The survey of close to 700 participants from more than 100 insurance companies found that in 2017, fewer than half of respondents estimated the silent cyber risk to be greater than one cyber-related loss for every 100 non-cyber related losses, according to the survey 2018 Silent Cyber Risk Outlook, issued by Willis Towers Watson’s reinsurance unit.
In 2018, 60% to 70% of respondents estimated the silent cyber risk factor was greater than one in every 100 noncyber-related losses in all lines of business apart from workers compensation.
“The increased concern might be due to actual large-scale events such as WannaCry and NotPetya, which demonstrated the potential for cyber-related losses in multiple lines of business,” said the report.
“It might also be due to a growing appreciation of the insurance-related implications of our reliance on digital technology — a reliance that is only going to increase in the years ahead,” the report said.
The online survey was conducted in the latter part of the first quarter. Lines covered in the survey included first-party property, other liability, including auto, works compensation, errors and omissions, and directors and officers.

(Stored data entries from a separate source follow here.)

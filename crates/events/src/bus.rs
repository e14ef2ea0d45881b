//! Event publishing/subscription abstraction (mechanics only).
//!
//! The bus decouples the state machine from whoever reacts to its events
//! (notification delivery, in tests: plain observers).
//!
//! - **Best-effort**: a publish that reaches no subscriber is not an error.
//! - **No persistence**: the bus distributes, it does not store.
//! - **Per-publisher ordering only**: concurrent publishers interleave.

use std::sync::Arc;
use std::sync::mpsc::Receiver;
use std::time::Duration;

/// A subscription to an event stream.
///
/// Each subscription gets a copy of every message published after it was
/// created (broadcast semantics). Designed for consumption by a single thread.
///
/// ```ignore
/// let subscription = bus.subscribe();
/// loop {
///     match subscription.recv_timeout(Duration::from_millis(250)) {
///         Ok(event) => route(event),
///         Err(RecvTimeoutError::Timeout) => continue,
///         Err(RecvTimeoutError::Disconnected) => break,
///     }
/// }
/// ```
#[derive(Debug)]
pub struct Subscription<M> {
    receiver: Receiver<M>,
}

impl<M> Subscription<M> {
    pub fn new(receiver: Receiver<M>) -> Self {
        Self { receiver }
    }

    /// Block until the next message is available.
    pub fn recv(&self) -> Result<M, std::sync::mpsc::RecvError> {
        self.receiver.recv()
    }

    /// Try to receive a message without blocking.
    pub fn try_recv(&self) -> Result<M, std::sync::mpsc::TryRecvError> {
        self.receiver.try_recv()
    }

    /// Block for up to `timeout` waiting for a message.
    pub fn recv_timeout(&self, timeout: Duration) -> Result<M, std::sync::mpsc::RecvTimeoutError> {
        self.receiver.recv_timeout(timeout)
    }
}

/// Domain-agnostic event bus (pub/sub abstraction).
///
/// ```text
/// JobRegistry (commit) → EventBus (publish) → NotificationWorker → NotificationDispatcher
/// ```
///
/// Events are published only after the state change is committed, so a
/// subscriber never observes an event for a transition that lost its race.
///
/// `publish()` never blocks on subscribers. Failures are reported to the caller,
/// which is expected to log them rather than fail the triggering operation.
pub trait EventBus<M>: Send + Sync {
    type Error: core::fmt::Debug + Send + Sync + 'static;

    fn publish(&self, message: M) -> Result<(), Self::Error>;

    fn subscribe(&self) -> Subscription<M>;
}

impl<M, B> EventBus<M> for Arc<B>
where
    B: EventBus<M> + ?Sized,
{
    type Error = B::Error;

    fn publish(&self, message: M) -> Result<(), Self::Error> {
        (**self).publish(message)
    }

    fn subscribe(&self) -> Subscription<M> {
        (**self).subscribe()
    }
}
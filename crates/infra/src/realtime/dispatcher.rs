//! Fire-and-forget notification delivery.

use std::sync::Arc;

use serde_json::{Value as JsonValue, json};
use tracing::{debug, warn};

use haulnet_auth::Role;
use haulnet_core::ActorId;
use haulnet_events::Event;
use haulnet_jobs::{DomainEvent, Job, JobEvent};

use super::connections::{ConnectionRegistry, Notification, NotificationKind};

/// Outcome of a single push. Never an error for the caller.
#[derive(Debug, Copy, Clone, PartialEq, Eq)]
pub enum Delivery {
    Delivered,
    /// Recipient not registered; dropped.
    Offline,
    /// Transport refused the push; dropped.
    Failed,
}

/// Who a domain event is pushed to.
#[derive(Debug, Clone, PartialEq, Eq)]
pub enum Route {
    Nobody,
    Actor(ActorId, NotificationKind),
    Role(Role, NotificationKind),
}

/// Closed routing table for every domain event.
pub fn route_for(event: &DomainEvent) -> Route {
    match event {
        DomainEvent::Job { event, job } => match event {
            JobEvent::JobCreated { .. } => Route::Role(Role::Driver, NotificationKind::NewJobAvailable),
            JobEvent::JobAccepted { .. } | JobEvent::JobStarted { .. } | JobEvent::JobCompleted { .. } => {
                Route::Actor(job.shipper_id(), NotificationKind::JobStatusChanged)
            }
            JobEvent::JobRejected { .. } | JobEvent::JobReopened { .. } => Route::Nobody,
            JobEvent::JobCancelled { driver_id, .. } => match driver_id {
                Some(d) => Route::Actor(*d, NotificationKind::JobStatusChanged),
                None => Route::Nobody,
            },
            JobEvent::JobRated { driver_id, .. } => match driver_id {
                Some(d) => Route::Actor(*d, NotificationKind::JobRated),
                None => Route::Nobody,
            },
        },
        DomainEvent::ContactInitiated { recipient, .. } => {
            Route::Actor(*recipient, NotificationKind::ContactInitiated)
        }
        DomainEvent::LocationUpdated { recipient, .. } => {
            Route::Actor(*recipient, NotificationKind::LocationUpdated)
        }
    }
}

fn job_payload(event: &JobEvent, job: &Job) -> JsonValue {
    json!({ "event": event.event_type(), "job": job })
}

/// Pushes notifications to whoever is registered right now.
///
/// Nothing is queued for offline recipients and nothing is retried; a client
/// that missed a push catches up by listing jobs.
#[derive(Debug, Clone)]
pub struct NotificationDispatcher {
    connections: Arc<ConnectionRegistry>,
}

impl NotificationDispatcher {
    pub fn new(connections: Arc<ConnectionRegistry>) -> Self {
        Self { connections }
    }

    pub fn connections(&self) -> &Arc<ConnectionRegistry> {
        &self.connections
    }

    pub fn notify_actor(&self, actor_id: ActorId, event: NotificationKind, payload: JsonValue) -> Delivery {
        let Some(handle) = self.connections.lookup(actor_id) else {
            debug!(actor_id = %actor_id, event = %event, "recipient offline, notification dropped");
            return Delivery::Offline;
        };

        match handle.push(Notification { event, payload }) {
            Ok(()) => Delivery::Delivered,
            Err(err) => {
                warn!(actor_id = %actor_id, event = %event, error = %err, "notification push failed");
                Delivery::Failed
            }
        }
    }

    /// Returns how many sessions accepted the push.
    pub fn broadcast_to_role(&self, role: Role, event: NotificationKind, payload: JsonValue) -> usize {
        let mut delivered = 0;
        for (actor_id, handle) in self.connections.all_with_role(role) {
            let notification = Notification {
                event,
                payload: payload.clone(),
            };
            match handle.push(notification) {
                Ok(()) => delivered += 1,
                Err(err) => {
                    warn!(actor_id = %actor_id, event = %event, error = %err, "notification push failed");
                }
            }
        }
        debug!(role = %role, event = %event, delivered, "broadcast");
        delivered
    }

    /// Route one committed domain event.
    pub fn dispatch(&self, event: &DomainEvent) {
        let payload = match event {
            DomainEvent::Job { event, job } => job_payload(event, job),
            DomainEvent::ContactInitiated { handoff, .. } => json!({
                "event": event.event_type(),
                "engagement": handoff.engagement,
                "summary": handoff.summary,
            }),
            DomainEvent::LocationUpdated { location, .. } => json!({
                "event": event.event_type(),
                "location": location,
            }),
        };

        match route_for(event) {
            Route::Nobody => {}
            Route::Actor(actor_id, kind) => {
                self.notify_actor(actor_id, kind, payload);
            }
            Route::Role(role, kind) => {
                self.broadcast_to_role(role, kind, payload);
            }
        }
    }
}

Rick Welsh, chief executive of U.K.-based data and analytics firm Sciemus Ltd., has said that insurers and reinsurers are not sufficiently equipped to underwrite and model cyber exposure and lack the required capacity to address the rising threat of an aggregation of losses from “silent” cyber attacks, Artemis.bm reported. Silent cyber risks are potentially catastrophic losses that may be claimed on policies that don’t actually state whether cyber-attack is covered or excluded.